■ PROMPT
Each line of the listing where the string "consumer" appears is to be identified and copied.

■ DATA
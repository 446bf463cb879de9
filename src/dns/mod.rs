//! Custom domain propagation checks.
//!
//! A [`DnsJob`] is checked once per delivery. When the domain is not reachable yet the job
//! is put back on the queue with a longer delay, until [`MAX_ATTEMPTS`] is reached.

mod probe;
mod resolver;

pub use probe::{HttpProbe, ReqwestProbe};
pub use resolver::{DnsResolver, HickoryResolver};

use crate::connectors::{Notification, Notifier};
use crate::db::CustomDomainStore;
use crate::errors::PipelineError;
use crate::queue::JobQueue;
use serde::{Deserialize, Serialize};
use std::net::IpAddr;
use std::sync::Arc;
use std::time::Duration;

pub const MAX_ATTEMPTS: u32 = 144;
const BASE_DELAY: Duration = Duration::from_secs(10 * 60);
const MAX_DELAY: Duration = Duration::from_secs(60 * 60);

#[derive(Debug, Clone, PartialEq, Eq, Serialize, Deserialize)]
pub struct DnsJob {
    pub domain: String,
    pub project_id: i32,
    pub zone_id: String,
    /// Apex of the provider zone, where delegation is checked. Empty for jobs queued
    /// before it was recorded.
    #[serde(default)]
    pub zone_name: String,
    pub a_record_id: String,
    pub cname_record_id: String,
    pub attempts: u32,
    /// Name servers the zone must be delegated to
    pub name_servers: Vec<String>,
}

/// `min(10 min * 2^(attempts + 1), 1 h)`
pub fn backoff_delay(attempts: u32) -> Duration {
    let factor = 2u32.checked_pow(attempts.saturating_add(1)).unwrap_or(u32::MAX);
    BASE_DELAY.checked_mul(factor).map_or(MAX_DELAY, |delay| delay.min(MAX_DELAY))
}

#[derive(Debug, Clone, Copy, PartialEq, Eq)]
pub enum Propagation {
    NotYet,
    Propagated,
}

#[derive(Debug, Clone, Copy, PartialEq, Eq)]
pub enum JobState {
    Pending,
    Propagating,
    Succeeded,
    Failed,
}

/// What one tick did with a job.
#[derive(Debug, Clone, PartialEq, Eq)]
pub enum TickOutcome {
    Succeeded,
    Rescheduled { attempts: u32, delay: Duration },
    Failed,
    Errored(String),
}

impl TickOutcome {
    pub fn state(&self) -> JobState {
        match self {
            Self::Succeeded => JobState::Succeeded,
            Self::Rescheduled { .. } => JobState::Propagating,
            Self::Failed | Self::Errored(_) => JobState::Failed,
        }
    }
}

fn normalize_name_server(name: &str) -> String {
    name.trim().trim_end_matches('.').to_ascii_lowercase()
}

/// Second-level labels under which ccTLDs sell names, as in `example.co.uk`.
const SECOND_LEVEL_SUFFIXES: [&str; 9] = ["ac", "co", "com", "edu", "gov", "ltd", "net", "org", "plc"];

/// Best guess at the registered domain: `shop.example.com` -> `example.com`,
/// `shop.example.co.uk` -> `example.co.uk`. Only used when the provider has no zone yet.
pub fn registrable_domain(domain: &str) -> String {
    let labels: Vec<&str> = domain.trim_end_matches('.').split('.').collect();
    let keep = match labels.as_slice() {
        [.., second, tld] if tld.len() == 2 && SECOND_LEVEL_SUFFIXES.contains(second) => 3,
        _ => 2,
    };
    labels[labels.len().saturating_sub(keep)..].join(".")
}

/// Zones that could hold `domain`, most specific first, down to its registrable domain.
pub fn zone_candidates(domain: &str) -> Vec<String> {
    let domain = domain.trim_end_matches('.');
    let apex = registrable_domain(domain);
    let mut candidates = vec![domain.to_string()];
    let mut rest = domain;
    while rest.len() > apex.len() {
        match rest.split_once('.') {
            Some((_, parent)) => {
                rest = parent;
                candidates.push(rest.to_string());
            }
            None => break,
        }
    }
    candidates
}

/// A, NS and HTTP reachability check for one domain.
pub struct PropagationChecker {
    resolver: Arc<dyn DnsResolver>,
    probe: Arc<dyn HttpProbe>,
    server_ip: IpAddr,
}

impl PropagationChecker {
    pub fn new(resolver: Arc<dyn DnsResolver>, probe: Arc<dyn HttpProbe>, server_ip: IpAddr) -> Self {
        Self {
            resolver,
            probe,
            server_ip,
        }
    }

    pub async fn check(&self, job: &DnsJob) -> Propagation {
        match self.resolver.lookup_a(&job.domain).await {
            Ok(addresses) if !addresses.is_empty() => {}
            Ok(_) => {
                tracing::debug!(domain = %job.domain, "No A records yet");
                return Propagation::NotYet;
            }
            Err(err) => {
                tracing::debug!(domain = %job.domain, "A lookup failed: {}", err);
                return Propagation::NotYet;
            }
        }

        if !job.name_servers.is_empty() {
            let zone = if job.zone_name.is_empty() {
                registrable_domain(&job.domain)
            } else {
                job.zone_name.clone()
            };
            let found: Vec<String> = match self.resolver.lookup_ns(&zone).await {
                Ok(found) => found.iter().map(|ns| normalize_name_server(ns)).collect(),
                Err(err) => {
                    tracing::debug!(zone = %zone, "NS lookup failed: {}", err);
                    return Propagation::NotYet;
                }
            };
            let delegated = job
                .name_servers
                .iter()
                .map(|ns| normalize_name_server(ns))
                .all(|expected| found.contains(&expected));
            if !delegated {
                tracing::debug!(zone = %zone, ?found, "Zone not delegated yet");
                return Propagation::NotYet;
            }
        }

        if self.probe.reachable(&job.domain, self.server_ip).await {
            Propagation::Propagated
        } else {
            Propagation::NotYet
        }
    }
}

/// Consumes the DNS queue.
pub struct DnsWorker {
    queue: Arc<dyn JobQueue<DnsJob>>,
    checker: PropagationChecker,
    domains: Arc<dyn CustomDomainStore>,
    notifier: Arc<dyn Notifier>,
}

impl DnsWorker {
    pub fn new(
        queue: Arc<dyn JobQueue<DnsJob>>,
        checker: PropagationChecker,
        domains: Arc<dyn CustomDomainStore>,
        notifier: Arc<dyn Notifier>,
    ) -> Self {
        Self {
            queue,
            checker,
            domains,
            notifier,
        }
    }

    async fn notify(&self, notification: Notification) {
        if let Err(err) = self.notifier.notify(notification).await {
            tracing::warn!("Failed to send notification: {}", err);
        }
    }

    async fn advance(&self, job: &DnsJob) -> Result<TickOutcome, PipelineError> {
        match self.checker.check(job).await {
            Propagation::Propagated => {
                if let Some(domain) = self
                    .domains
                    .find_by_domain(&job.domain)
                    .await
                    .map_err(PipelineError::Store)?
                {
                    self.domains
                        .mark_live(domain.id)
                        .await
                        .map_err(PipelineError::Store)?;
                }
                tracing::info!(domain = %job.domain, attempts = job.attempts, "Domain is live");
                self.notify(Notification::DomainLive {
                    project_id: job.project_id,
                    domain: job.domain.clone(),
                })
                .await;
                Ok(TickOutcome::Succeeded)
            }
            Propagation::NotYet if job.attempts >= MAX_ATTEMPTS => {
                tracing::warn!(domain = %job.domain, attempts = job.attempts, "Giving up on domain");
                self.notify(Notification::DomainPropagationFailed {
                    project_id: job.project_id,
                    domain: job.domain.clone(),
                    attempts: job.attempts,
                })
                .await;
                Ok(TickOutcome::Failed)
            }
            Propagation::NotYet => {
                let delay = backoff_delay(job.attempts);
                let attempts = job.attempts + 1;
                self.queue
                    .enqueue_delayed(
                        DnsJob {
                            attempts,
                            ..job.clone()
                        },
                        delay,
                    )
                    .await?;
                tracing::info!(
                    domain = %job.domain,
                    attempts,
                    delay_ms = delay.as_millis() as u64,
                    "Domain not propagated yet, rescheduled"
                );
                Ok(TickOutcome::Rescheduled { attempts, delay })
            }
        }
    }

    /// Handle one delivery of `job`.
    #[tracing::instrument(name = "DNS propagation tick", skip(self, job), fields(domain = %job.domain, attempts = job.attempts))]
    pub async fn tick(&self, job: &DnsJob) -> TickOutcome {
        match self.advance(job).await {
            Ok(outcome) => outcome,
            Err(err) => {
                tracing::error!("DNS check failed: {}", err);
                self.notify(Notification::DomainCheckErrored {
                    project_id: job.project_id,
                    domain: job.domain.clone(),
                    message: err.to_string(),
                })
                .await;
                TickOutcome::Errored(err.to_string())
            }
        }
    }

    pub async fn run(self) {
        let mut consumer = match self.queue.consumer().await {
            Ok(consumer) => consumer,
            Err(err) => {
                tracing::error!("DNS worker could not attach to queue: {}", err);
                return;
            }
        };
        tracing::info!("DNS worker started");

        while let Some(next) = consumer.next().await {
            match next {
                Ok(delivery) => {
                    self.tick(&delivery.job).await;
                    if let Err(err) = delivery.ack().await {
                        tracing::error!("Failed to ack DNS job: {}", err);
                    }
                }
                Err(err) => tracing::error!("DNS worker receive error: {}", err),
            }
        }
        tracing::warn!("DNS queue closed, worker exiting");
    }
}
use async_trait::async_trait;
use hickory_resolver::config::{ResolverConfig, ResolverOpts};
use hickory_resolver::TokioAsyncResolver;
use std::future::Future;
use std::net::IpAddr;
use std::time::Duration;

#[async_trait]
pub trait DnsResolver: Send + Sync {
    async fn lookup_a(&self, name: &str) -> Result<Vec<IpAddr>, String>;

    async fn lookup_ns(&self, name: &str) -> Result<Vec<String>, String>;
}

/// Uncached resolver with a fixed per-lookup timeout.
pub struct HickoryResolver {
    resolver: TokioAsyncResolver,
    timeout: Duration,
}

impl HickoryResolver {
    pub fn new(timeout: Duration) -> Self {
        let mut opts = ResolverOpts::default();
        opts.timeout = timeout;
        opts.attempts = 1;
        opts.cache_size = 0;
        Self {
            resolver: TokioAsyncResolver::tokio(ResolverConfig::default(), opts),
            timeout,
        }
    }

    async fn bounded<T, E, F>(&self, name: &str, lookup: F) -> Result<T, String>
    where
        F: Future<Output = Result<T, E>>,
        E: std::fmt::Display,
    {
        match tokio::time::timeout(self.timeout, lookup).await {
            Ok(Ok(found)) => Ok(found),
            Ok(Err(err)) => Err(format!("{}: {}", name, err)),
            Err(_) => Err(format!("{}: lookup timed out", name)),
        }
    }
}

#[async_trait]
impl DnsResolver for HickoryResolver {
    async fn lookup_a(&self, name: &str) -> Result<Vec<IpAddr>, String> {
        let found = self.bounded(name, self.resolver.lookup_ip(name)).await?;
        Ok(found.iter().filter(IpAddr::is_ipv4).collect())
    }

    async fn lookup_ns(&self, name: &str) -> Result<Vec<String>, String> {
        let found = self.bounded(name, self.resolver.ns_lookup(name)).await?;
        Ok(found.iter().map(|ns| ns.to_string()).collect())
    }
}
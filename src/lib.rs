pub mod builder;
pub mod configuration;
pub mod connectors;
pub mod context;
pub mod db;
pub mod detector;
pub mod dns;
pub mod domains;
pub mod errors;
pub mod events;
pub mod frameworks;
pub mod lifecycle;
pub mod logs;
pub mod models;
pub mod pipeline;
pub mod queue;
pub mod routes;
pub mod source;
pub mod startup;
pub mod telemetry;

■ RESULT OF THIS EXERCISE
        let mut consumer = match self.queue.consumer().await {
            Ok(consumer) => consumer,
        while let Some(next) = consumer.next().await {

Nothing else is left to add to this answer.